Rabbi Yechiel Eckstein, who raised billions for the poor, assisted Chabad worldwide and helped release Sholom Rubashkin, passed away.
By COLlive reporter
Rabbi Yechiel Eckstein, the larger than life figure who raised billions of dollars from devout Christians to support Jewish causes worldwide, passed away on Wednesday, 1 Adar I 5779.
The was 67 and suffered sudden heart failure, the Jerusalem Post reported.
Eckstein was born in Manhattan, New York, to Rabbi and psychologist Dr. Simon “Sy” Eckstein and his wife Belle Eckstein of Tampa, Florida. The family moved to Ottawa, Canada, where his father served as a rabbi.
He received Orthodox Rabbinic ordination from Yeshiva University in New York and held a master’s degrees from Yeshiva University and Columbia University, where he also completed studies for his doctorate.
He has served on the faculties of Columbia University, Chicago Theological Seminary, and Northern Baptist Seminary.
After serving as national co-director of inter-religious affairs for the Anti-Defamation League, Eckstein founded what would become International Fellowship of Christians and Jews in 1983.
The Fellowship, as it as called, has raised more than $1.4 billion for programs helping Jews in Israel, the former Soviet Union, Latin America, Ethiopia, and over 50 countries.
Its first goal is to provide material aid to needy Jewish families and the elderly, for example, by helping them buy food and medicine. A secondary mission is promoting Jewish emigration to Israel. The third is supporting the Israeli military by aiding poor Israeli soldiers
Originally, the majority of the donations were given by fellow Jews. Often these gifts were grudgingly given. “I don’t know what you’re doing, and I don’t know if I like what you’re doing,” one Jewish philanthropist from Chicago said to him, but he nonetheless donated.

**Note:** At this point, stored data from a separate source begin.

//! World tuning
//!
//! Loaded from an optional JSON file; missing fields take their defaults.

use std::path::Path;

use serde::{Deserialize, Serialize};

use crate::consts::*;
use crate::fit::FitParams;

/// Simulation and sizing parameters
#[derive(Debug, Clone, PartialEq, Serialize, Deserialize)]
#[serde(default)]
pub struct WorldConfig {
    /// Virtual milliseconds per tick (also the real-time re-arm delay)
    pub tick_interval_ms: u64,
    /// Per-tick velocity retention
    pub friction: f32,
    /// Attraction divisor (larger = weaker pull)
    pub gravity_divisor: f32,
    /// Entry drift divisor (larger = slower arrival)
    pub initial_drift_divisor: f32,
    /// Elastic bouncing window after the first add
    pub dynamic_collision_window_ms: u64,
    /// Fit search tuning
    pub fit: FitParams,
    /// Placement RNG seed
    pub seed: u64,
}

impl Default for WorldConfig {
    fn default() -> Self {
        Self {
            tick_interval_ms: TICK_INTERVAL_MS,
            friction: FRICTION,
            gravity_divisor: GRAVITY_DIVISOR,
            initial_drift_divisor: INITIAL_DRIFT_DIVISOR,
            dynamic_collision_window_ms: DYNAMIC_COLLISION_WINDOW_MS,
            fit: FitParams::default(),
            seed: 0x5eed_b0bb_1e5,
        }
    }
}

impl WorldConfig {
    pub fn from_json(json: &str) -> serde_json::Result<Self> {
        serde_json::from_str(json)
    }

    pub fn to_json(&self) -> serde_json::Result<String> {
        serde_json::to_string_pretty(self)
    }

    /// Load from a JSON file, falling back to defaults
    pub fn load(path: impl AsRef<Path>) -> Self {
        let path = path.as_ref();
        match std::fs::read_to_string(path) {
            Ok(json) => match Self::from_json(&json) {
                Ok(config) => {
                    log::info!("Loaded config from {}", path.display());
                    config
                }
                Err(e) => {
                    log::warn!("Invalid config {}: {e}, using defaults", path.display());
                    Self::default()
                }
            },
            Err(e) => {
                log::warn!("Could not read {}: {e}, using defaults", path.display());
                Self::default()
            }
        }
    }
}

#[cfg(test)]
mod tests {
    use super::*;

    #[test]
    fn test_partial_json_keeps_defaults() {
        let config = WorldConfig::from_json(r#"{ "seed": 7, "fit": { "max_iterations": 50 } }"#)
            .unwrap();
        assert_eq!(config.seed, 7);
        assert_eq!(config.fit.max_iterations, 50);
        assert_eq!(config.fit.min_radius, FIT_MIN_RADIUS);
        assert_eq!(config.friction, FRICTION);
        assert_eq!(config.dynamic_collision_window_ms, 3000);
    }

    #[test]
    fn test_json_round_trip() {
        let config = WorldConfig {
            friction: 0.9,
            ..WorldConfig::default()
        };
        let json = config.to_json().unwrap();
        assert_eq!(WorldConfig::from_json(&json).unwrap(), config);
    }

    #[test]
    fn test_invalid_json_is_an_error() {
        assert!(WorldConfig::from_json("{ friction: }").is_err());
    }

    #[test]
    fn test_load_missing_file_falls_back() {
        let config = WorldConfig::load("/nonexistent/bubble-pack.json");
        assert_eq!(config, WorldConfig::default());
    }
}
//! Virtual clock and deferred one-shot actions
//!
//! Actions due at the same time run in the order they were scheduled.

use std::collections::VecDeque;

/// Work deferred to a later tick
#[derive(Debug, Clone, PartialEq, Eq)]
pub enum Deferred {
    /// Add a circle with this content
    Add(String),
    /// Switch elastic collisions off
    DisableDynamicCollision,
}

#[derive(Debug, Clone)]
struct Entry {
    due_ms: u64,
    action: Deferred,
}

#[derive(Debug, Clone, Default)]
pub struct Schedule {
    now_ms: u64,
    /// Sorted by due time, FIFO within equal times
    pending: VecDeque<Entry>,
}

impl Schedule {
    pub fn new() -> Self {
        Self::default()
    }

    pub fn now_ms(&self) -> u64 {
        self.now_ms
    }

    pub fn advance(&mut self, ms: u64) {
        self.now_ms += ms;
    }

    /// Schedule an action `delay_ms` from now, returning its due time
    pub fn after(&mut self, delay_ms: u64, action: Deferred) -> u64 {
        let due_ms = self.now_ms + delay_ms;
        let index = self.pending.partition_point(|e| e.due_ms <= due_ms);
        self.pending.insert(index, Entry { due_ms, action });
        due_ms
    }

    /// Next action whose due time has been reached
    pub fn pop_due(&mut self) -> Option<Deferred> {
        match self.pending.front() {
            Some(entry) if entry.due_ms <= self.now_ms => self.pending.pop_front().map(|e| e.action),
            _ => None,
        }
    }

    pub fn pending_len(&self) -> usize {
        self.pending.len()
    }

    /// Due time of the earliest pending action
    pub fn next_due(&self) -> Option<u64> {
        self.pending.front().map(|e| e.due_ms)
    }
}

But from the mid-1990s, he became increasingly popular with Evangelical Christians,l eading to rapidly increasing growth of the charity each year. By 2003, the International Fellowship of Christians and Jews was listed as the second largest charity in Israel.
His pioneering work to raise funds from devout Christians was met with rejections from some in the Jewish community, questions the intention with which the funds were donated – regardless of how they were put to good use. A publication of Agudath Israel of America called Eckstein’s work “a curse.”
Eckstein had no apologies for his support from Christians. “They’re not religious fanatics, and they don’t have ulterior motives. These are good, religious people who love Israel and want to help. What’s the matter with that?”
Chabad’s institutions have taken the support at face value and have partnered with Eckstein over the years to build and run educational programs and humanitarian causes, among them Colel Chabad, Federation of Jewish Communities in Russia, and Chamah International.
Following terror attacks, Fellowship gave more than $3.5 million in security funding to over 30 Jewish communities and Chabad centers in France, Argentina, Brazil, China, Cypress, Croatia, Denmark, Germany, Nepal, Spain, Thailand and the once targeted Chabad House of Mumbai, India.
“I sometimes wonder what the world would like to look without Chabad? Without the Rebbe who inspire so many Shluchim,” he once noted, adding the Rebbe’s “presence and influence continue long after he is gone. Chabad is the light that brings warmth, vision, meaning, and life to millions of people all over the world.”
Eckstein began his Fellowship in Chicago and later moved to Israel. He was often listed as one of the “Most Influential Rabbis” in America and worldwide by Newsweek magazine and the Jerusalem Post.
He has also recorded six albums as a singer and has been a member of the bands Kol Salonika, The Y’DID Singers and The Rabbis’ Sons. When attending the annual gala dinners of Colel Chabad and Chamah, Eckstein would bring a guitar with him and sing to the audience.
In December 2017, Eckstein was instrumental in obtaining from President Donald Trump the commutation for Sholom Mordechai Rubashkin, the former kosher meat plant executive from Iowa who was harshly sentenced.
Revealing that one of his contacts was White House Chief of Staff John Kelly, Eckstein said: “Baruch Hashem, I had the contacts that were needed to bring this to a close. And there was never any question of using those contacts to the fullest, and using whatever needed to be done to do my part.”
Israel’s President Reuven Rivlin called him “A great man, a great Jew and a great Zionist,” adding that Rabbi Eckstein was “a man of charity and vision, left us today. His contribution to the Jewish people and the State of Israel will be felt for generations. We mourn his loss. May his memory be a blessing.”
He is survived by his wife Joelle Eckstein, three daughters and eight grandchildren.
Baruch Dayan Haemes: Yechiel ben Shimon.